My interviews with battered Greenlander women showed that their men often turned to violence in order to shut them up and putting them in their place. One of the women summed up her husband's violent attacks in simple words: "He is obsessed with being right always." Another woman said that her husband had disapproved of her being too clever, outspoken and eager to discuss all kinds of matters. He had felt threatened and provoked by her disposition. Another female interviewee said that many men, perhaps most men, beat to show the woman that they are stronger than she is, without any other particular motive.

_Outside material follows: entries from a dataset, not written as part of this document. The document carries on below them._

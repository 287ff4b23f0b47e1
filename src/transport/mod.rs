//! Transport layer: the injected "send one request" dependency.
//!
//! Orchestrators never talk to the network directly. They hold an
//! `Arc<dyn Transport>` captured at build time, which is either passed in
//! explicitly or taken from the process-wide default slot managed here.

pub mod http;

pub use http::HttpTransport;

use crate::config::ClientConfig;
use crate::request::RequestDescriptor;
use crate::Result;
use arc_swap::ArcSwapOption;
use async_trait::async_trait;
use futures::FutureExt;
use serde::de::DeserializeOwned;
use serde::{Deserialize, Serialize};
use serde_json::Value;
use std::any::Any;
use std::collections::BTreeMap;
use std::future::Future;
use std::panic::AssertUnwindSafe;
use std::sync::Arc;

/// A settled, successful request.
#[derive(Debug, Clone, PartialEq, Serialize, Deserialize)]
pub struct Response {
    pub status: u16,
    #[serde(default)]
    pub headers: BTreeMap<String, String>,
    /// Decoded payload ("data").
    pub body: Value,
}

impl Response {
    /// A 200 response carrying `body`.
    pub fn new(body: impl Into<Value>) -> Self {
        Self {
            status: 200,
            headers: BTreeMap::new(),
            body: body.into(),
        }
    }

    pub fn with_status(mut self, status: u16) -> Self {
        self.status = status;
        self
    }

    pub fn with_header(mut self, key: impl Into<String>, value: impl Into<String>) -> Self {
        self.headers.insert(key.into(), value.into());
        self
    }

    pub fn is_success(&self) -> bool {
        (200..300).contains(&self.status)
    }

    /// Deserialize the body into `T`.
    pub fn json<T: DeserializeOwned>(&self) -> Result<T> {
        Ok(T::deserialize(&self.body)?)
    }
}

#[derive(Debug, thiserror::Error)]
pub enum TransportError {
    #[error("HTTP error: {0}")]
    Http(#[from] reqwest::Error),

    #[error("HTTP status {status}: {body}")]
    Status { status: u16, body: String },

    #[error("Invalid request: {0}")]
    InvalidRequest(String),

    #[error("Request cancelled")]
    Cancelled,

    #[error("Transport error: {0}")]
    Other(String),
}

impl TransportError {
    pub fn is_cancelled(&self) -> bool {
        matches!(self, TransportError::Cancelled)
    }

    /// HTTP status, when the failure carries one.
    pub fn status(&self) -> Option<u16> {
        match self {
            TransportError::Status { status, .. } => Some(*status),
            TransportError::Http(e) => e.status().map(|s| s.as_u16()),
            _ => None,
        }
    }
}

/// Sends one request and resolves with its response.
#[async_trait]
pub trait Transport: Send + Sync {
    async fn send(&self, request: RequestDescriptor) -> std::result::Result<Response, TransportError>;
}

/// Adapts a closure into a [`Transport`].
pub struct FnTransport<F> {
    f: F,
}

impl<F> FnTransport<F> {
    pub fn new(f: F) -> Self {
        Self { f }
    }
}

#[async_trait]
impl<F, Fut> Transport for FnTransport<F>
where
    F: Fn(RequestDescriptor) -> Fut + Send + Sync + 'static,
    Fut: Future<Output = std::result::Result<Response, TransportError>> + Send + 'static,
{
    async fn send(&self, request: RequestDescriptor) -> std::result::Result<Response, TransportError> {
        (self.f)(request).await
    }
}

/// Shorthand for `Arc::new(FnTransport::new(f))`.
pub fn from_fn<F, Fut>(f: F) -> Arc<dyn Transport>
where
    F: Fn(RequestDescriptor) -> Fut + Send + Sync + 'static,
    Fut: Future<Output = std::result::Result<Response, TransportError>> + Send + 'static,
{
    Arc::new(FnTransport::new(f))
}

/// Send through `transport`; a panic inside it settles as [`TransportError::Other`].
pub(crate) async fn send_caught(
    transport: &dyn Transport,
    request: RequestDescriptor,
) -> std::result::Result<Response, TransportError> {
    match AssertUnwindSafe(transport.send(request)).catch_unwind().await {
        Ok(result) => result,
        Err(payload) => Err(TransportError::Other(format!(
            "transport panicked: {}",
            panic_message(payload.as_ref())
        ))),
    }
}

fn panic_message(payload: &(dyn Any + Send)) -> &str {
    payload
        .downcast_ref::<&str>()
        .copied()
        .or_else(|| payload.downcast_ref::<String>().map(String::as_str))
        .unwrap_or("unknown panic")
}

static DEFAULT_TRANSPORT: ArcSwapOption<Arc<dyn Transport>> = ArcSwapOption::const_empty();

/// Replace the process-wide default transport.
///
/// Only orchestrators built afterwards pick it up; existing ones keep the
/// transport they captured.
pub fn provide_transport(transport: Arc<dyn Transport>) {
    DEFAULT_TRANSPORT.store(Some(Arc::new(transport)));
}

/// Clear the default slot so the next lookup builds a fresh [`HttpTransport`].
pub fn reset_transport() {
    DEFAULT_TRANSPORT.store(None);
}

/// The process-wide default transport, building an [`HttpTransport`] from
/// [`ClientConfig::from_env`] on first use.
pub fn default_transport() -> Result<Arc<dyn Transport>> {
    if let Some(t) = DEFAULT_TRANSPORT.load_full() {
        return Ok(Arc::clone(&*t));
    }

    let built: Arc<dyn Transport> = Arc::new(HttpTransport::new(ClientConfig::from_env())?);
    // Keep whatever another caller stored in the meantime.
    DEFAULT_TRANSPORT.rcu(|current| {
        let existing: Option<Arc<Arc<dyn Transport>>> = current.clone();
        existing.or_else(|| Some(Arc::new(Arc::clone(&built))))
    });

    Ok(DEFAULT_TRANSPORT
        .load_full()
        .map(|t| Arc::clone(&*t))
        .unwrap_or(built))
}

Men's efforts to silence, control, intimidate and discipline their wives in every way were recurrent in the interviews.

 

Conclusion

 

I have tried to question a certain regional tradition and representation, according to which men beat their wives because they are in a transitional, stressful phase between traditional and modern society. According to this epidemiological perspective, poor mental health among the Greenlanders and the Inuit accounts for violence against women and other social "diseases." My intention is not just to problematise the dominant representation of violence in Greenland and the Arctic, but to contribute to a more general discussion of the relationship between social change and violence.

 

It is telling that men's violence in the Arctic is usually expected to call for a special explanatory framework. On the face of it, this would seem to indicate an empirically grounded approach. However, this is not the case as people in general are not accorded agency. Consequently, the perpetrators of violence are not seen as motivated social actors, but rather as victims of externally inflicted change. A grounded approach must ask the questions: What do men (in specific socio-cultural settings) gain from using violence, intentionally and unintentionally? How is violence possible in the first place?

 

People who speak and write within the Arctic regional genre seem to be on the look-out for factors that may explain violence and "trouble" in general, and precisely because they are informed by structural-functionalist thinking they have to come up with very good - or "deep" - reasons as to why such "anti-social" and "irrational" behaviour takes place. Instead they might have treated violence as values acted out. Interestingly, such a perspective seems closer to the discursive practice of everyday life among people in Nuuk.